--- WHAT IS BEING ASKED ---
For the material below, please count the lines containing "state". Reply with the count alone.

--- GIVEN ENTRIES ---
☆ ☆ ☆

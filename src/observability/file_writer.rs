//! Size-rotated line writer for the span log.
//!
//! Appends lines to one file. Before a write that would push the file past
//! its size limit, the file is shifted to `<name>.1`, `<name>.1` to
//! `<name>.2` and so on; the oldest backup falls off the end.

use std::fs::{self, File, OpenOptions};
use std::io::{self, Write};
use std::path::{Path, PathBuf};
use std::sync::Mutex;

/// Rotation threshold: 5 MiB.
pub const MAX_FILE_SIZE_BYTES: u64 = 5 * 1024 * 1024;

/// Backups kept next to the live file.
pub const MAX_BACKUP_FILES: usize = 2;

/// Thread-safe rotating line writer.
///
/// The file is opened lazily on the first write, so constructing a writer
/// for a directory that does not exist yet is fine.
pub struct RotatingWriter {
    path: PathBuf,
    max_bytes: u64,
    backups: usize,
    state: Mutex<Option<OpenFile>>,
}

struct OpenFile {
    file: File,
    len: u64,
}

impl RotatingWriter {
    pub const fn new(path: PathBuf) -> Self {
        Self::with_limits(path, MAX_FILE_SIZE_BYTES, MAX_BACKUP_FILES)
    }

    pub const fn with_limits(path: PathBuf, max_bytes: u64, backups: usize) -> Self {
        Self {
            path,
            max_bytes,
            backups,
            state: Mutex::new(None),
        }
    }

    /// Appends `line` plus a newline, rotating first if needed.
    ///
    /// # Errors
    ///
    /// Returns the underlying I/O error if rotating, opening or writing
    /// fails, or if the lock was poisoned.
    pub fn write_line(&self, line: &str) -> io::Result<()> {
        let mut state = self
            .state
            .lock()
            .map_err(|e| io::Error::other(format!("writer lock poisoned: {e}")))?;

        let incoming = line.len() as u64 + 1;
        let current = match state.as_ref() {
            Some(open) => open.len,
            None => fs::metadata(&self.path).map(|m| m.len()).unwrap_or(0),
        };
        if current > 0 && current + incoming > self.max_bytes {
            *state = None;
            self.rotate()?;
        }

        if state.is_none() {
            let file = OpenOptions::new().create(true).append(true).open(&self.path)?;
            let len = file.metadata()?.len();
            *state = Some(OpenFile { file, len });
        }

        let open = state
            .as_mut()
            .ok_or_else(|| io::Error::other("span log not open"))?;
        writeln!(open.file, "{line}")?;
        open.file.flush()?;
        open.len += incoming;
        Ok(())
    }

    fn backup_path(&self, index: usize) -> PathBuf {
        let mut name = self.path.as_os_str().to_owned();
        name.push(format!(".{index}"));
        PathBuf::from(name)
    }

    fn rotate(&self) -> io::Result<()> {
        if self.backups == 0 {
            return remove_if_exists(&self.path);
        }

        remove_if_exists(&self.backup_path(self.backups))?;
        for index in (1..self.backups).rev() {
            let from = self.backup_path(index);
            if from.exists() {
                fs::rename(&from, self.backup_path(index + 1))?;
            }
        }
        if self.path.exists() {
            fs::rename(&self.path, self.backup_path(1))?;
        }
        Ok(())
    }
}

fn remove_if_exists(path: &Path) -> io::Result<()> {
    match fs::remove_file(path) {
        Err(e) if e.kind() != io::ErrorKind::NotFound => Err(e),
        _ => Ok(()),
    }
}

impl std::fmt::Debug for RotatingWriter {
    fn fmt(&self, f: &mut std::fmt::Formatter<'_>) -> std::fmt::Result {
        f.debug_struct("RotatingWriter")
            .field("path", &self.path)
            .field("max_bytes", &self.max_bytes)
            .field("backups", &self.backups)
            .finish_non_exhaustive()
    }
}
//! Offerings fetch service.
//!
//! The plugin runs inside Zellij's WASM sandbox, so the network call itself
//! is made by the host through `web_request`. This module owns everything
//! around that call:
//!
//! - [`state`]: data/loading/error signals keyed by endpoint and request id
//! - [`payload`]: status and body decoding into [`Offering`](crate::Offering)s
//!
//! The request id rides along in the `web_request` context map so responses
//! can be matched to the request that produced them.
//!
//! ```text
//! configure(endpoint) ─► FetchRequest ─► Action::FetchOfferings ─► web_request
//!                                                                     │
//! settle(id, parse_response(status, body)) ◄── WebRequestResult ◄─────┘
//! ```

pub mod payload;
pub mod state;

pub use payload::parse_response;
pub use state::{FetchRequest, FetchState};

use std::collections::BTreeMap;

/// Context key naming the plugin that issued a request.
pub const CONTEXT_SOURCE_KEY: &str = "source";

/// Context key carrying the request id.
pub const CONTEXT_REQUEST_ID_KEY: &str = "request_id";

/// Value of [`CONTEXT_SOURCE_KEY`] for offerings requests.
pub const CONTEXT_SOURCE: &str = "skiphire-offerings";

/// Builds the `web_request` context map for a request.
#[must_use]
pub fn request_context(request: &FetchRequest) -> BTreeMap<String, String> {
    BTreeMap::from([
        (CONTEXT_SOURCE_KEY.to_string(), CONTEXT_SOURCE.to_string()),
        (CONTEXT_REQUEST_ID_KEY.to_string(), request.id.to_string()),
    ])
}

/// Recovers the request id from a `web_request` context map.
///
/// Returns `None` for responses to requests this module did not issue.
#[must_use]
pub fn request_id_from_context(context: &BTreeMap<String, String>) -> Option<u64> {
    if context.get(CONTEXT_SOURCE_KEY).map(String::as_str) != Some(CONTEXT_SOURCE) {
        return None;
    }
    context.get(CONTEXT_REQUEST_ID_KEY)?.parse().ok()
}

#[cfg(test)]
mod tests {
    use super::*;

    #[test]
    fn context_round_trips_request_id() {
        let request = FetchRequest {
            id: 42,
            url: "https://api.example/skips".to_string(),
        };
        assert_eq!(request_id_from_context(&request_context(&request)), Some(42));
    }

    #[test]
    fn foreign_context_is_ignored() {
        let mut context = BTreeMap::new();
        context.insert(CONTEXT_REQUEST_ID_KEY.to_string(), "3".to_string());
        assert_eq!(request_id_from_context(&context), None);

        context.insert(CONTEXT_SOURCE_KEY.to_string(), CONTEXT_SOURCE.to_string());
        context.insert(CONTEXT_REQUEST_ID_KEY.to_string(), "three".to_string());
        assert_eq!(request_id_from_context(&context), None);
    }
}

☆ ☆ ☆

--- WRITTEN RESPONSE ---
12